Stored data
————————

use anyhow::Result;
use clap::{Parser, Subcommand};
use oracle_core::classify::Classifier;
use oracle_core::config::Config;
use oracle_core::insights::to_insights;
use oracle_core::snapshot::Snapshot;
use oracle_fetch::{Aggregator, SnapshotCache};
use publish::DataPaths;
use schemars::schema_for;
use std::fs;
use std::path::PathBuf;
use std::sync::Arc;
use std::time::Duration;
use tracing::{info, warn};
use tracing_subscriber::EnvFilter;

#[derive(Parser)]
#[command(name = "eye-oracle")]
#[command(about = "Eye Oracle open-data aggregator and publisher", long_about = None)]
struct Cli {
    /// Path to the configuration file
    #[arg(short, long, default_value = "oracle.toml", env = "EYE_ORACLE_CONFIG")]
    config: PathBuf,

    /// Output directory for the public JSON stores (overrides config)
    #[arg(long, env = "EYE_ORACLE_DATA_DIR")]
    data_dir: Option<PathBuf>,

    /// Log level used when RUST_LOG is not set
    #[arg(long, default_value = "info")]
    log_level: String,

    #[command(subcommand)]
    command: Commands,
}

#[derive(Subcommand)]
enum Commands {
    /// Run one aggregation pass and write the insights export
    Fetch {
        /// Also record fetched datasets in the SQLite archive
        #[arg(long)]
        archive: bool,
        /// Directory for the insights export (overrides the data directory)
        #[arg(long)]
        out: Option<PathBuf>,
    },
    /// Regenerate the posts and alerts stores from the verified issues
    Publish {
        /// YAML file replacing the bundled verified issues
        #[arg(long)]
        issues: Option<PathBuf>,
    },
    /// Full daily batch: fetch, archive, insights, communities, posts, report
    Report {
        #[arg(long)]
        issues: Option<PathBuf>,
    },
    /// Keep serving snapshots through the cache, rewriting insights on refresh
    Watch {
        /// Seconds between cache reads
        #[arg(long, default_value_t = 300)]
        interval_secs: u64,
    },
    /// List the effective connector table
    Sources,
    /// Export JSON Schemas for the published record types
    Schema {
        #[command(subcommand)]
        command: SchemaCommands,
    },
}

#[derive(Subcommand)]
enum SchemaCommands {
    /// Export JSON Schema files for canonical types
    Export {
        /// Output directory (default: ./schemas)
        #[arg(long, default_value = "schemas")]
        out_dir: PathBuf,
    },
}

#[tokio::main]
async fn main() -> Result<()> {
    let cli = Cli::parse();

    tracing_subscriber::fmt()
        .with_env_filter(EnvFilter::try_from_default_env().unwrap_or_else(|_| {
            EnvFilter::new(format!(
                "eye_oracle={0},oracle_core={0},oracle_fetch={0},publish={0}",
                cli.log_level
            ))
        }))
        .init();

    let mut config = Config::load_or_default(&cli.config)?;
    if let Some(dir) = cli.data_dir {
        config.general.data_dir = dir;
    }

    match cli.command {
        Commands::Fetch { archive, out } => {
            if let Some(out) = out {
                config.general.data_dir = out;
            }
            fetch(&config, archive).await
        }
        Commands::Publish { issues } => publish_cmd(&config, issues).await,
        Commands::Report { issues } => report(&config, issues).await,
        Commands::Watch { interval_secs } => {
            watch(&config, Duration::from_secs(interval_secs.max(1))).await
        }
        Commands::Sources => {
            list_sources(&config);
            Ok(())
        }
        Commands::Schema { command } => match command {
            SchemaCommands::Export { out_dir } => schema_export(out_dir),
        },
    }
}

fn classifier(config: &Config) -> Result<Classifier> {
    match &config.general.categories {
        Some(path) => Classifier::load(path),
        None => Ok(Classifier::default()),
    }
}

fn data_paths(config: &Config) -> Result<DataPaths> {
    let paths = DataPaths::new(&config.general.data_dir);
    paths.ensure()?;
    Ok(paths)
}

fn log_errors(snapshot: &Snapshot) {
    for error in &snapshot.errors {
        warn!("{error}");
    }
}

fn archive_snapshot(config: &Config, snapshot: &Snapshot) -> Result<usize> {
    let mut conn = oracle_core::archive::open(&config.general.archive_db)?;
    let new_count = oracle_core::archive::archive_all(&mut conn, snapshot.datasets())?;
    let total = oracle_core::archive::dataset_count(&conn)?;
    info!(new = new_count, total, "archived datasets");
    Ok(new_count)
}

/// Store and archive I/O is synchronous; keep it off the runtime threads.
async fn blocking<T, F>(job: F) -> Result<T>
where
    F: FnOnce() -> Result<T> + Send + 'static,
    T: Send + 'static,
{
    tokio::task::spawn_blocking(job).await?
}

async fn fetch(config: &Config, archive: bool) -> Result<()> {
    let classifier = classifier(config)?;
    let paths = data_paths(config)?;
    let snapshot = Aggregator::from_config(config)?.run().await;
    log_errors(&snapshot);

    let config = config.clone();
    let insights_path = paths.insights.clone();
    let (snapshot, count) = blocking(move || {
        if archive {
            archive_snapshot(&config, &snapshot)?;
        }
        let insights = to_insights(&snapshot, &classifier);
        let count = insights.len();
        publish::report::write_insights(&paths, &snapshot, insights, &oracle_core::now_iso())?;
        Ok((snapshot, count))
    })
    .await?;

    println!(
        "{}/{} connectors succeeded, {} insights written to {}",
        snapshot.success_count,
        snapshot.connector_count,
        count,
        insights_path.display()
    );
    Ok(())
}

async fn publish_cmd(config: &Config, issues_path: Option<PathBuf>) -> Result<()> {
    let paths = data_paths(config)?;
    let summary = blocking(move || {
        let issues = publish::issues::load_or_bundled(issues_path.as_deref())?;
        publish::posts::publish_issues(&paths, &issues, &oracle_core::now_iso())
    })
    .await?;
    println!(
        "Published {} posts ({} in store) and {} alerts ({} in store)",
        summary.posts_written, summary.posts_total, summary.alerts_written, summary.alerts_total
    );
    Ok(())
}

async fn report(config: &Config, issues_path: Option<PathBuf>) -> Result<()> {
    let classifier = classifier(config)?;
    let paths = data_paths(config)?;
    let issues = publish::issues::load_or_bundled(issues_path.as_deref())?;

    let snapshot = Aggregator::from_config(config)?.run().await;
    log_errors(&snapshot);

    let config = config.clone();
    let root = paths.root.clone();
    let error_count = snapshot.errors.len();
    let (daily, insight_count, communities, new_datasets) = blocking(move || {
        let new_datasets = archive_snapshot(&config, &snapshot)?;

        let now = time::OffsetDateTime::now_utc();
        let generated_at = oracle_core::format_iso(now);
        let insights = to_insights(&snapshot, &classifier);

        let communities = publish::communities::write_communities(
            &paths,
            &insights,
            classifier.fallback(),
            &generated_at,
        )?;
        publish::posts::publish_issues(&paths, &issues, &generated_at)?;
        let daily = publish::report::build_daily_report(&issues, &insights, new_datasets, now);
        publish::report::write_daily_report(&paths, &daily)?;
        let insight_count = insights.len();
        publish::report::write_insights(&paths, &snapshot, insights, &generated_at)?;
        Ok((daily, insight_count, communities, new_datasets))
    })
    .await?;

    println!("{}", daily.headline);
    println!(
        "{insight_count} insights, {communities} communities, {new_datasets} new datasets, {error_count} connector errors"
    );
    println!("Wrote stores to {}", root.display());
    Ok(())
}

async fn watch(config: &Config, interval: Duration) -> Result<()> {
    let classifier = classifier(config)?;
    let paths = data_paths(config)?;
    let cache = SnapshotCache::new(Aggregator::from_config(config)?, config.general.cache_ttl());
    info!(
        interval_secs = interval.as_secs(),
        ttl_secs = cache.ttl().as_secs(),
        "watching"
    );

    let mut last: Option<Arc<Snapshot>> = None;
    loop {
        let snapshot = cache.get().await;
        let is_new = last
            .as_ref()
            .is_none_or(|previous| !Arc::ptr_eq(previous, &snapshot));
        if is_new {
            log_errors(&snapshot);
            let (snapshot_ref, classifier, paths) =
                (Arc::clone(&snapshot), classifier.clone(), paths.clone());
            blocking(move || {
                let insights = to_insights(&snapshot_ref, &classifier);
                publish::report::write_insights(
                    &paths,
                    &snapshot_ref,
                    insights,
                    &oracle_core::now_iso(),
                )
            })
            .await?;
            last = Some(snapshot);
        }

        tokio::select! {
            _ = tokio::time::sleep(interval) => {}
            _ = tokio::signal::ctrl_c() => {
                info!("shutting down");
                return Ok(());
            }
        }
    }
}

fn list_sources(config: &Config) {
    for source in config.effective_sources() {
        let place = match (&source.city, &source.province) {
            (Some(city), Some(province)) => format!("{city}, {province}"),
            (None, Some(province)) => province.clone(),
            _ => "-".to_string(),
        };
        println!(
            "{:<12} {:<6} {:<22} {:<48} {}",
            source.jurisdiction.to_string(),
            format!("{:?}", source.kind).to_lowercase(),
            place,
            source.name,
            source.url
        );
    }
}

fn schema_export(out_dir: PathBuf) -> Result<()> {
    fs::create_dir_all(&out_dir)?;

    let schemas = [
        ("DatasetRecord", schema_for!(oracle_core::schema::DatasetRecord)),
        ("BillRecord", schema_for!(oracle_core::schema::BillRecord)),
        ("NewsItem", schema_for!(oracle_core::schema::NewsItem)),
        ("Insight", schema_for!(oracle_core::schema::Insight)),
        ("VerifiedIssue", schema_for!(oracle_core::schema::VerifiedIssue)),
        ("ConnectorReport", schema_for!(oracle_core::snapshot::ConnectorReport)),
        ("Snapshot", schema_for!(oracle_core::snapshot::Snapshot)),
    ];
    for (name, schema) in schemas {
        let json = serde_json::to_string_pretty(&schema)?;
        fs::write(out_dir.join(format!("{name}.schema.json")), json)?;
    }

    println!("Exported schemas to {}", out_dir.display());
    Ok(())
}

————————

*PROBLEM TO SOLVE:* Above are the records; from them, give again exactly the lines from the one containing "use std::path::PathBuf;" through the one containing "#[arg(short, long, default_value", both included.

*ANSWER AREA:*
use std::path::PathBuf;
use std::sync::Arc;
use std::time::Duration;
use tracing::{info, warn};
use tracing_subscriber::EnvFilter;

#[derive(Parser)]
#[command(name = "eye-oracle")]
#[command(about = "Eye Oracle open-data aggregator and publisher", long_about = None)]
struct Cli {
    /// Path to the configuration file
    #[arg(short, long, default_value = "oracle.toml", env = "EYE_ORACLE_CONFIG")]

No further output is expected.